She lets out a laugh.  “Seriously?”

“I thought you said you believed in everything?”

“Maybe even I have my limits,” she says, raising her eyebrow at him like it’s a challenge.  “So you’re skeptical?”

He shrugs.  “I believe in making money. If somebody is willing to pay me for something, that’s all the information I need.” 

Hawley pulls a piece of folded fabric from his pocket. The tanned hide is covered in faint markings that look like the first sketches of a map.  She leans her head in so their cheeks are almost touching, her fingers moving swiftly over the map. 

“That’s where we are?” she asks, pointing to a small cluster of crosses.  He nods and places his hand over hers, guiding it left.

“And if my geography is right, these hills are where we need to go tomorrow.”

She grins at him, already feeling the first twinge of adrenaline.  He matches her grin with his own. 

Jenny decides she likes his curls, but mostly she likes how he walks through life, like nothing can touch him, probably because nothing ever has. Later, after everything’s settled and they’ve found their prize, she might even fuck him. 

 

* * *

 

August pulls at his boots, looping the laces with his usual methodical care.  

“I’m getting dinner with Abbie at the diner tonight, you should come,” he says. 

She gives him her sharpest look. He usually knows better than to try that with her.  But to her surprise, he doesn’t immediately back off.

“She’s your sister.  Someday, you’re both going to feel like real idiots about how long this feud lasted.”

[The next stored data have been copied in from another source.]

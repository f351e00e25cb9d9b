use crate::analytics::config::TrackerDescriptor;

/// The tracker a command is addressed to.
#[derive(Clone, Copy, Debug)]
pub enum TrackerRef<'a> {
    /// The default, unnamed tracker.
    Default,
    Name(&'a str),
    Descriptor(&'a TrackerDescriptor),
}

impl<'a> From<&'a str> for TrackerRef<'a> {
    fn from(name: &'a str) -> Self {
        TrackerRef::Name(name)
    }
}

impl<'a> From<Option<&'a str>> for TrackerRef<'a> {
    fn from(name: Option<&'a str>) -> Self {
        name.map_or(TrackerRef::Default, TrackerRef::Name)
    }
}

impl<'a> From<&'a TrackerDescriptor> for TrackerRef<'a> {
    fn from(tracker: &'a TrackerDescriptor) -> Self {
        TrackerRef::Descriptor(tracker)
    }
}

/// Namespaces `base` for `tracker`: `"<name>.<base>"`, or `base` for the default tracker.
pub fn command_name<'a>(base: &str, tracker: impl Into<TrackerRef<'a>>) -> String {
    let name = match tracker.into() {
        TrackerRef::Default => None,
        TrackerRef::Name(name) => Some(name),
        TrackerRef::Descriptor(descriptor) => descriptor.name(),
    };
    match name {
        Some(name) => format!("{name}.{base}"),
        None => base.to_string(),
    }
}
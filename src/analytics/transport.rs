use std::sync::Arc;

use serde_json::Value;

use crate::analytics::config::TransportMode;
use crate::analytics::constants::{WARN_COMMAND_QUEUE_MISSING, WARN_TRACKING_FUNCTION_MISSING};
use crate::analytics::host::TrackingHost;
use crate::analytics::queue::OfflineQueue;
use crate::logger::CallLog;

/// A single wire-level command: the command name followed by its arguments.
#[derive(Clone, Debug, PartialEq)]
pub struct TrackingCall {
    command: String,
    args: Vec<Value>,
}

impl TrackingCall {
    pub fn new(command: impl Into<String>, args: Vec<Value>) -> Self {
        Self {
            command: command.into(),
            args,
        }
    }

    pub fn command(&self) -> &str {
        &self.command
    }

    pub fn args(&self) -> &[Value] {
        &self.args
    }

    /// Same arguments addressed to a different command name.
    pub fn renamed(&self, command: impl Into<String>) -> Self {
        Self {
            command: command.into(),
            args: self.args.clone(),
        }
    }

    /// `[command, ...args]`, the shape both transports expect.
    pub fn to_values(&self) -> Vec<Value> {
        let mut values = Vec::with_capacity(self.args.len() + 1);
        values.push(Value::String(self.command.clone()));
        values.extend(self.args.iter().cloned());
        values
    }
}

/// Shared contract of the classic and universal transports.
pub trait TransportAdapter: Send + Sync {
    fn mode(&self) -> TransportMode;

    fn queue(&self) -> &OfflineQueue;

    /// Hands `call` to the underlying target, bypassing the offline queue.
    fn deliver(&self, call: TrackingCall);

    /// Sends `call`, deferring it while the session is offline or a replay is running.
    fn send(&self, call: TrackingCall) {
        if self.queue().intercept(&call) {
            return;
        }
        self.deliver(call);
    }
}

/// Pushes commands onto the `_gaq` queue.
pub struct ClassicAdapter {
    host: Arc<dyn TrackingHost>,
    queue: Arc<OfflineQueue>,
    log: CallLog,
    log_all_calls: bool,
}

impl ClassicAdapter {
    pub fn new(
        host: Arc<dyn TrackingHost>,
        queue: Arc<OfflineQueue>,
        log: CallLog,
        log_all_calls: bool,
    ) -> Self {
        Self {
            host,
            queue,
            log,
            log_all_calls,
        }
    }
}

impl TransportAdapter for ClassicAdapter {
    fn mode(&self) -> TransportMode {
        TransportMode::Classic
    }

    fn queue(&self) -> &OfflineQueue {
        &self.queue
    }

    fn deliver(&self, call: TrackingCall) {
        let Some(target) = self.host.command_queue() else {
            self.log.warn(WARN_COMMAND_QUEUE_MISSING);
            return;
        };
        if self.log_all_calls {
            self.log.record(call.command(), call.args().to_vec());
        }
        target.push(call.to_values());
    }
}

/// Invokes the `ga` function directly.
pub struct UniversalAdapter {
    host: Arc<dyn TrackingHost>,
    queue: Arc<OfflineQueue>,
    log: CallLog,
    log_all_calls: bool,
}

impl UniversalAdapter {
    pub fn new(
        host: Arc<dyn TrackingHost>,
        queue: Arc<OfflineQueue>,
        log: CallLog,
        log_all_calls: bool,
    ) -> Self {
        Self {
            host,
            queue,
            log,
            log_all_calls,
        }
    }
}

impl TransportAdapter for UniversalAdapter {
    fn mode(&self) -> TransportMode {
        TransportMode::Universal
    }

    fn queue(&self) -> &OfflineQueue {
        &self.queue
    }

    fn deliver(&self, call: TrackingCall) {
        let Some(target) = self.host.tracking_function() else {
            self.log.warn(WARN_TRACKING_FUNCTION_MISSING);
            return;
        };
        if self.log_all_calls {
            self.log.record(call.command(), call.args().to_vec());
        }
        target.call(&call.to_values());
    }
}

/// Builds the adapter for `mode`.
pub fn adapter_for(
    mode: TransportMode,
    host: Arc<dyn TrackingHost>,
    queue: Arc<OfflineQueue>,
    log: CallLog,
    log_all_calls: bool,
) -> Arc<dyn TransportAdapter> {
    match mode {
        TransportMode::Classic => Arc::new(ClassicAdapter::new(host, queue, log, log_all_calls)),
        TransportMode::Universal => {
            Arc::new(UniversalAdapter::new(host, queue, log, log_all_calls))
        }
    }
}

#[cfg(test)]
mod tests {
    use super::*;
    use crate::analytics::host::MemoryHost;
    use serde_json::json;

    fn setup(mode: TransportMode, offline: bool) -> (Arc<MemoryHost>, CallLog, Arc<dyn TransportAdapter>) {
        let host = Arc::new(MemoryHost::new());
        let log = CallLog::new("transport-test");
        let queue = Arc::new(OfflineQueue::new(offline));
        let adapter = adapter_for(mode, host.clone(), queue, log.clone(), true);
        (host, log, adapter)
    }

    #[test]
    fn call_flattens_command_and_args() {
        let call = TrackingCall::new("send", vec![json!("event"), json!("Cat")]);
        assert_eq!(call.to_values(), vec![json!("send"), json!("event"), json!("Cat")]);
        assert_eq!(call.renamed("t1.send").command(), "t1.send");
        assert_eq!(call.renamed("t1.send").args(), call.args());
    }

    #[test]
    fn classic_pushes_onto_queue_and_logs() {
        let (host, log, adapter) = setup(TransportMode::Classic, false);
        host.install_command_queue();

        adapter.send(TrackingCall::new("_setAccount", vec![json!("UA-1")]));

        assert_eq!(host.queued(), vec![vec![json!("_setAccount"), json!("UA-1")]]);
        assert_eq!(log.entries()[0].to_values(), vec![json!("_setAccount"), json!("UA-1")]);
    }

    #[test]
    fn universal_calls_function_and_logs() {
        let (host, log, adapter) = setup(TransportMode::Universal, false);
        host.install_tracking_function();

        adapter.send(TrackingCall::new("send", vec![json!("pageview")]));

        assert_eq!(host.calls(), vec![vec![json!("send"), json!("pageview")]]);
        assert_eq!(log.len(), 1);
    }

    #[test]
    fn missing_function_warns_and_drops() {
        let (host, log, adapter) = setup(TransportMode::Universal, false);

        adapter.send(TrackingCall::new("send", vec![json!("pageview")]));

        assert!(host.calls().is_empty());
        assert_eq!(
            log.entries()[0].to_values(),
            vec![json!("warn"), json!("ga function not set on window")]
        );

        host.install_tracking_function();
        assert!(host.calls().is_empty(), "dropped calls are not retried");
    }

    #[test]
    fn missing_queue_warns_and_drops() {
        let (host, log, adapter) = setup(TransportMode::Classic, false);
        adapter.send(TrackingCall::new("_trackPageview", Vec::new()));
        assert!(host.queued().is_empty());
        assert_eq!(log.entries()[0].label(), "warn");
    }

    #[test]
    fn offline_calls_are_not_logged_or_sent() {
        let (host, log, adapter) = setup(TransportMode::Universal, true);
        host.install_tracking_function();

        adapter.send(TrackingCall::new("send", vec![json!("pageview")]));

        assert!(log.is_empty());
        assert!(host.calls().is_empty());
        assert_eq!(adapter.queue().len(), 1);
    }

    #[test]
    fn logging_can_be_turned_off() {
        let host = Arc::new(MemoryHost::loaded());
        let log = CallLog::new("quiet");
        let adapter = UniversalAdapter::new(host.clone(), Arc::new(OfflineQueue::default()), log.clone(), false);

        adapter.send(TrackingCall::new("send", vec![json!("pageview")]));

        assert!(log.is_empty());
        assert_eq!(host.calls().len(), 1);
    }
}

She feels her jaw clench.  “You have no idea what you’re talking about.” 

“You were kids, Jenny. Even if she had said she believed you, what difference would it have made? They would have locked you both up anyway.” 

She swings towards him, like maybe she’s headed to the door. “Yeah, and what about the last few years?  Has she been at my door, waiting to give me an apology? Did she come to my court hearings? Is there something I’ve missed?” 

He stops putting on his boots and sighs. “The demon is finally gone, Jenny. Maybe it’s time for you to start rebuilding your relationship with your sister. Just take a step. Eat some pie. Let me do the talking.”

“Yeah?” she says, cocking her head to the side. “And how honest have you been with my saintly sister, August? Does she know about all this?” she asks, gesturing at the thick tomes around the room, the biblical paintings on the walls, all the demon artifacts she’s collected for him.  

“Does she know about all your hobbies? Your obsession with the horsemen of the apocalypse?  How you like to save girls with the last name of Mills?” she spits out the last word like it’s a bullet.

He’s quiet.

“That’s what I thought,” she says. Her voice is steel.

He stands up and reaches for his coat. “Someday, the two of you are going to find your way back to each other, and I just hope I’m there to see it.”

  

* * *

 

On the anniversary of his death, they go to his cemetery together, taking turns whispering their farewells into his headstone. 

The sun is warm on Jenny’s face, but there’s a nip in the air that smells like fall. The grass is almost impossible to see beneath the layer of rotting brown leaves.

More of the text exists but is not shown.